矛盾の中に生きる

この世は無常であるとは、三法印の一つです。
無常なるうえに人生は皆苦と言えます。
苦には、専門語では、苦苦、壊苦、行苦の種類があります。
苦苦とは熱い、寒い、痛い、苦しい等人間の感覚で感じる苦しみです。
壊苦とは、突然のできごとににより、受ける苦しみです。
災害や火災、事故で人命を失う、家屋を失う、財産を失う等突発的なできごとによるダメージです。
行苦とは、生きて行く上でつきまとう苦しみです。明日の生活の心配や、人間関係、思うようにいかない苦しみなどです。

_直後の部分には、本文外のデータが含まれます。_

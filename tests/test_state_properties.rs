//! Property tests for the typing state machine.

use std::time::Duration;

use proptest::prelude::*;

use typewriter::typing::{PhraseList, Timeline, Timing, TypingState};

fn phrase() -> impl Strategy<Value = String> {
    // Mix ASCII and multi-byte characters; no separators or blanks.
    "[a-zA-Z0-9é日本語🦀 ]{0,10}[a-zA-Z0-9é日本語🦀]"
}

fn phrases() -> impl Strategy<Value = Vec<String>> {
    prop::collection::vec(phrase(), 1..6)
}

fn char_len(s: &str) -> usize {
    s.chars().count()
}

fn first_chars(s: &str, n: usize) -> String {
    s.chars().take(n).collect()
}

proptest! {
    #[test]
    fn one_cycle_advances_to_next_phrase(list in phrases()) {
        let phrases = PhraseList::new(list.iter().map(String::as_str)).unwrap();
        let timing = Timing::default();
        let mut state = TypingState::new();

        for _ in 0..2 * char_len(&list[0]) {
            state.tick(&phrases, &timing);
        }

        prop_assert_eq!(state.phrase_index(), 1 % list.len());
        prop_assert_eq!(state.char_index(), 0);
        prop_assert!(!state.is_deleting());
        prop_assert!(!state.is_paused());
    }

    #[test]
    fn typing_shows_prefixes(list in phrases()) {
        let phrases = PhraseList::new(list.iter().map(String::as_str)).unwrap();
        let timing = Timing::default();
        let mut state = TypingState::new();
        let len = char_len(&list[0]);

        for k in 1..=len {
            let tick = state.tick(&phrases, &timing);
            prop_assert_eq!(tick.text, first_chars(&list[0], k));
            let expected = if k == len { timing.hold } else { timing.type_delay };
            prop_assert_eq!(tick.delay, expected);
        }
        prop_assert!(state.is_paused());
    }

    #[test]
    fn deleting_shows_shrinking_prefixes(list in phrases()) {
        let phrases = PhraseList::new(list.iter().map(String::as_str)).unwrap();
        let timing = Timing::default();
        let mut state = TypingState::new();
        let len = char_len(&list[0]);

        for _ in 0..len {
            state.tick(&phrases, &timing);
        }
        for k in 1..=len {
            let tick = state.tick(&phrases, &timing);
            prop_assert_eq!(tick.text, first_chars(&list[0], len - k));
        }
    }

    #[test]
    fn full_loop_returns_to_start(list in phrases(), loops in 1usize..3) {
        let phrases = PhraseList::new(list.iter().map(String::as_str)).unwrap();
        let timing = Timing::default();
        let mut state = TypingState::new();
        let ticks_per_loop: usize = list.iter().map(|p| 2 * char_len(p)).sum();

        for _ in 0..ticks_per_loop * loops {
            state.tick(&phrases, &timing);
        }

        prop_assert_eq!(state.phrase_index(), 0);
        prop_assert_eq!(state.char_index(), 0);
        prop_assert_eq!(state.ticks(), (ticks_per_loop * loops) as u64);
    }

    #[test]
    fn timeline_loop_matches_cycle_durations(
        list in phrases(),
        type_ms in 1u64..200,
        delete_ms in 1u64..200,
        hold_ms in 0u64..2000,
        advance_ms in 0u64..1000,
    ) {
        let phrases = PhraseList::new(list.iter().map(String::as_str)).unwrap();
        let timing = Timing {
            type_delay: Duration::from_millis(type_ms),
            delete_delay: Duration::from_millis(delete_ms),
            hold: Duration::from_millis(hold_ms),
            advance_delay: Duration::from_millis(advance_ms),
        };
        let mut timeline = Timeline::new(phrases, timing);
        let expected = timeline.loop_duration();
        let ticks_per_loop: usize = list.iter().map(|p| 2 * char_len(p)).sum();

        timeline.take(ticks_per_loop);

        prop_assert_eq!(timeline.now(), expected);
        prop_assert_eq!(timeline.state().phrase_index(), 0);
    }

    #[test]
    fn rendered_text_is_always_a_phrase_prefix(list in phrases(), steps in 0usize..200) {
        let phrases = PhraseList::new(list.iter().map(String::as_str)).unwrap();
        let timing = Timing::default();
        let mut state = TypingState::new();

        for _ in 0..steps {
            let tick = state.tick(&phrases, &timing);
            prop_assert!(
                list.iter().any(|p| p.starts_with(tick.text.as_str())),
                "{:?} is not a prefix of any phrase", tick.text
            );
        }
    }
}

#[test]
fn go_rust_scenario() {
    let phrases = PhraseList::parse("Go|Rust").unwrap();
    let timing = Timing::default();
    let mut state = TypingState::new();

    let texts: Vec<String> = (0..13).map(|_| state.tick(&phrases, &timing).text).collect();
    assert_eq!(
        texts,
        ["G", "Go", "G", "", "R", "Ru", "Rus", "Rust", "Rus", "Ru", "R", "", "G"]
    );
}

#[test]
fn empty_phrases_without_defaults_never_start() {
    assert!(PhraseList::resolve(Some(""), &[]).is_none());
    assert!(PhraseList::resolve(Some(" | "), &[]).is_none());
    assert!(PhraseList::resolve(None, &[]).is_none());
}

仏教は苦しみの世界から解脱して、自由になることを教えますが、生きている限り、苦しみはつきまといます。
いっそ、死んでから苦しみのない世界に生まれ変わろうと考えることもできます。
しかし、そんな世界は本当にあるのでしょうか。
ノーです。あーでもない。こーでもない。こーしなければだめだ。あーしなければだめだ。これも許せない。あれも許せない。いろいろなこだわりをもっていると苦しみがついて回ります。
かと言ってこだわりを持たないと、向上心、生きる力が衰えます。

理想世界を論じてみても、現実の世界はどろどろした世界でいきています。
生きている世界はどろどろしていますが、そこから逃げることはできないのです。この世界で生きていかなければなりません。
しかし理想世界がないと、どろどろした世界に溺れて腐って朽ち果てるだけです。
体は現実のどろどろした中にあって、多くの気づきを得て、それが生きる力となり、心は理想の世界を考え、追い求める姿勢で生きることが必要です。
矛盾と相対する世界で生きなければならないのです。いやなことばかりにとらわれると何もかもいやになりますが、理想世界を考える、生きる望み、生きる勇気も沸いてきます。
この世において心を自由にすることができれば、この世のすべてが、ありがたく思えるようになります。心は穢れることなく、きれいな花を咲かせることができます。

逃げずに生きよう。矛盾を受け入れよう。理想に向かおう。心の持ち方ですべてが変ってきます。